Stored items

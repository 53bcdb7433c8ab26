//! Labels command: prints the header ruler, one label per line.

use std::io::Write;

use anyhow::{Context, Result};
use chrono::{DateTime, Utc};
use tl_core::{LayoutOptions, generate_labels_with_offset};

pub fn run<W: Write>(
    writer: &mut W,
    start: DateTime<Utc>,
    end: DateTime<Utc>,
    options: &LayoutOptions,
) -> Result<()> {
    let labels = generate_labels_with_offset(start, end, options.step_minutes, options.offset)
        .context("failed to generate labels")?;

    for label in labels {
        writeln!(writer, "{}", label.text)?;
    }

    Ok(())
}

[WHAT IS BEING ASKED]
Every line above that includes the string "DateTime" should be counted, and the answer should be that number only.

[OUTPUT]
3